Brush Support

DIB_RealizeObject converts logical drawing objects to physical drawing objects. For brushes, the logical brush structure, LOGBRUSH, has two colors in it, lbColor and lbBkColor. The member lbColor is a logical color. This is the color that the display driver should use to generate a solid brush. Since the display driver may not be able to directly support this logical color (for example, it might not be one of the 16 colors that a driver running in 16 color mode can support), it should create a dither pattern that closely approximates this color. From GDI's perspective, this is still a solid brush because the brush style lbStyle is BS_SOLID.

Brushes have three sections: the color part, the monochrome part, and the transparency mask (which is used with hatched brushes). The color part is used to draw on the screen or DDB, and the monochrome part is used to draw on old-style monochrome bitmaps.

The member lbBkColor is only used when a hatched brush is realized. The lbBkColor member is a physical color that has been previously converted from logical to physical with a call to DIB_ColorInfo.
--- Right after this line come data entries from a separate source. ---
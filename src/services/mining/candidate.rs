// SPDX-License-Identifier: MIT
// SPDX-FileCopyrightText: 2026 ® John Hauger Mitander <john@mitander.dev>

use crate::common::error::AppError;
use crate::domain::constants::{FIELD_ELEMENT_BODY_BYTES, PAYLOAD_BYTES};
use crate::domain::session::AcceptanceRule;
use alloy::eips::eip4844::env_settings::EnvKzgSettings;
use alloy::eips::eip4844::{
    BYTES_PER_BLOB, Blob, Bytes48, FIELD_ELEMENTS_PER_BLOB, kzg_to_versioned_hash,
};
use alloy::primitives::{B256, U256};
use rand::RngCore;

const FIELD_ELEMENT_BYTES: usize = 32;
const BODY_BYTES: usize = FIELD_ELEMENTS_PER_BLOB as usize * FIELD_ELEMENT_BODY_BYTES;

/// An accepted blob, ready for the transaction builder.
#[derive(Clone)]
pub struct Candidate {
    pub blob: Box<Blob>,
    pub commitment: Bytes48,
    pub versioned_hash: B256,
    pub acceptance: U256,
    pub worker_id: usize,
}

impl std::fmt::Debug for Candidate {
    fn fmt(&self, f: &mut std::fmt::Formatter<'_>) -> std::fmt::Result {
        f.debug_struct("Candidate")
            .field("versioned_hash", &self.versioned_hash)
            .field("acceptance", &self.acceptance)
            .field("worker_id", &self.worker_id)
            .finish_non_exhaustive()
    }
}

/// Packs a 126 KiB payload into a blob.
///
/// Element `i` carries `payload[31*i..31*i+31]` in bytes 1..32, and byte 0 holds one
/// nibble of the trailing 2048 bytes, so every element stays below the BLS12-381 modulus.
pub fn encode_payload(payload: &[u8]) -> Result<Box<Blob>, AppError> {
    if payload.len() != PAYLOAD_BYTES {
        return Err(AppError::Kzg(format!(
            "payload must be {PAYLOAD_BYTES} bytes, got {}",
            payload.len()
        )));
    }
    let (body, tail) = payload.split_at(BODY_BYTES);

    let mut bytes = vec![0u8; BYTES_PER_BLOB];
    for (i, element) in bytes.chunks_exact_mut(FIELD_ELEMENT_BYTES).enumerate() {
        let packed = tail[i / 2];
        element[0] = if i % 2 == 0 { packed >> 4 } else { packed & 0x0f };
        let start = i * FIELD_ELEMENT_BODY_BYTES;
        element[1..].copy_from_slice(&body[start..start + FIELD_ELEMENT_BODY_BYTES]);
    }

    Blob::try_from(bytes.as_slice())
        .map(Box::new)
        .map_err(|e| AppError::Kzg(format!("blob sizing: {e}")))
}

/// Inverse of [`encode_payload`].
pub fn decode_payload(blob: &Blob) -> Vec<u8> {
    let mut body = Vec::with_capacity(PAYLOAD_BYTES);
    let mut tail = vec![0u8; PAYLOAD_BYTES - BODY_BYTES];
    for (i, element) in blob.as_slice().chunks_exact(FIELD_ELEMENT_BYTES).enumerate() {
        body.extend_from_slice(&element[1..]);
        let nibble = element[0] & 0x0f;
        if i % 2 == 0 {
            tail[i / 2] |= nibble << 4;
        } else {
            tail[i / 2] |= nibble;
        }
    }
    body.extend_from_slice(&tail);
    body
}

/// Integer compared against the target.
pub fn acceptance_value(versioned_hash: &B256, rule: AcceptanceRule) -> U256 {
    match rule {
        AcceptanceRule::Truncate => U256::from_be_slice(&versioned_hash[1..]),
        AcceptanceRule::LegacyShift => {
            let mut shifted = versioned_hash.0;
            shifted.copy_within(1.., 0);
            U256::from_be_bytes(shifted)
        }
    }
}

pub fn accepts(value: U256, target: U256) -> bool {
    value < target
}

/// Stateless per-attempt miner shared by every worker thread.
pub struct CandidateMiner {
    kzg: EnvKzgSettings,
    rule: AcceptanceRule,
}

impl CandidateMiner {
    pub fn new(rule: AcceptanceRule) -> Self {
        Self {
            kzg: EnvKzgSettings::Default,
            rule,
        }
    }

    pub fn commit(&self, blob: &Blob) -> Result<Bytes48, AppError> {
        let kzg_blob = c_kzg::Blob::from_bytes(blob.as_slice())?;
        let commitment = self.kzg.get().blob_to_kzg_commitment(&kzg_blob)?;
        Ok(Bytes48::from(*commitment.to_bytes()))
    }

    /// Commitment proof for a blob whose commitment is already known.
    pub fn prove(&self, blob: &Blob, commitment: &Bytes48) -> Result<Bytes48, AppError> {
        let kzg_blob = c_kzg::Blob::from_bytes(blob.as_slice())?;
        let commitment = c_kzg::Bytes48::from_bytes(commitment.as_slice())?;
        let proof = self.kzg.get().compute_blob_kzg_proof(&kzg_blob, &commitment)?;
        Ok(Bytes48::from(*proof.to_bytes()))
    }

    /// Evaluates one already-encoded blob against `target`.
    pub fn evaluate(
        &self,
        blob: Box<Blob>,
        target: U256,
        worker_id: usize,
    ) -> Result<Option<Candidate>, AppError> {
        let commitment = self.commit(&blob)?;
        let versioned_hash = kzg_to_versioned_hash(commitment.as_slice());
        let acceptance = acceptance_value(&versioned_hash, self.rule);
        if !accepts(acceptance, target) {
            return Ok(None);
        }
        Ok(Some(Candidate {
            blob,
            commitment,
            versioned_hash,
            acceptance,
            worker_id,
        }))
    }

    /// One full attempt: fresh random payload, encode, commit, test.
    pub fn mine_once<R: RngCore>(
        &self,
        rng: &mut R,
        target: U256,
        worker_id: usize,
    ) -> Result<Option<Candidate>, AppError> {
        let mut payload = vec![0u8; PAYLOAD_BYTES];
        rng.fill_bytes(&mut payload);
        let blob = encode_payload(&payload)?;
        self.evaluate(blob, target, worker_id)
    }
}

#[cfg(test)]
mod tests {
    use super::*;
    use alloy::primitives::b256;
    use rand::SeedableRng;
    use rand::rngs::StdRng;

    fn random_payload(seed: u64) -> Vec<u8> {
        let mut rng = StdRng::seed_from_u64(seed);
        let mut payload = vec![0u8; PAYLOAD_BYTES];
        rng.fill_bytes(&mut payload);
        payload
    }

    #[test]
    fn encoding_is_invertible_and_field_aligned() {
        let payload = random_payload(7);
        let blob = encode_payload(&payload).expect("encode");
        assert_eq!(decode_payload(&blob), payload);
        assert!(
            blob.as_slice()
                .chunks_exact(FIELD_ELEMENT_BYTES)
                .all(|element| element[0] <= 0x0f)
        );
    }

    #[test]
    fn encoding_rejects_wrong_payload_size() {
        assert!(matches!(encode_payload(&[0u8; 10]), Err(AppError::Kzg(_))));
    }

    #[test]
    fn acceptance_is_strictly_less_than_target() {
        let target = U256::from(2u64);
        assert!(accepts(U256::from(1u64), target));
        assert!(!accepts(U256::from(2u64), target));
        assert!(!accepts(U256::from(3u64), target));
        assert!(!accepts(U256::ZERO, U256::ZERO));
    }

    #[test]
    fn truncate_drops_version_byte() {
        let hash = b256!("01000000000000000000000000000000000000000000000000000000000000ff");
        assert_eq!(
            acceptance_value(&hash, AcceptanceRule::Truncate),
            U256::from(0xffu64)
        );
    }

    #[test]
    fn legacy_shift_duplicates_last_byte() {
        let hash = b256!("01000000000000000000000000000000000000000000000000000000000000ff");
        assert_eq!(
            acceptance_value(&hash, AcceptanceRule::LegacyShift),
            U256::from(0xffffu64)
        );
    }

    #[test]
    fn mined_candidate_carries_v1_hash() {
        let miner = CandidateMiner::new(AcceptanceRule::Truncate);
        let mut rng = StdRng::seed_from_u64(11);
        let candidate = miner
            .mine_once(&mut rng, U256::MAX, 0)
            .expect("mine")
            .expect("MAX target accepts everything");
        assert_eq!(candidate.versioned_hash[0], 0x01);
        assert_eq!(
            candidate.acceptance,
            acceptance_value(&candidate.versioned_hash, AcceptanceRule::Truncate)
        );
        assert_eq!(
            kzg_to_versioned_hash(candidate.commitment.as_slice()),
            candidate.versioned_hash
        );

        let mut rng = StdRng::seed_from_u64(11);
        assert!(miner.mine_once(&mut rng, U256::ZERO, 0).expect("mine").is_none());
    }
}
When the DIB Engine realizes a hatched brush, it maps all 1 bits in the pattern to the foreground color and all 0 bits in the pattern to the background color and puts the results into the dp8BrushBits member of the DIB_Brush8 structure. During realization the DIB engine also converts the logical foreground color into a physical color and stores it into dp8FgColor member. The DIB engine does this so that drivers that have hardware acceleration can draw fast hatched brushes by loading the color in dp8FgColor into their foreground color register, loading the color in dp8BgColor into their background color register, and then drawing with the bit pattern in the dp8BrushMask portion of the brush. Common video hardware has color expand capability that will automatically map the 1 bits to the contents of their foreground color register and the 0 bits to the contents of their background color register.

In summary, the dp8FgColor member contains a logical color if the brush style is BS_SOLID or BS_PATTERN (although it is not used for pattern brushes). If the brush style is BS_HATCHED, dp8FgColor contains a physical color. The dp8BgColor member is only used with BS_HATCHED style brushes and it is a physical color.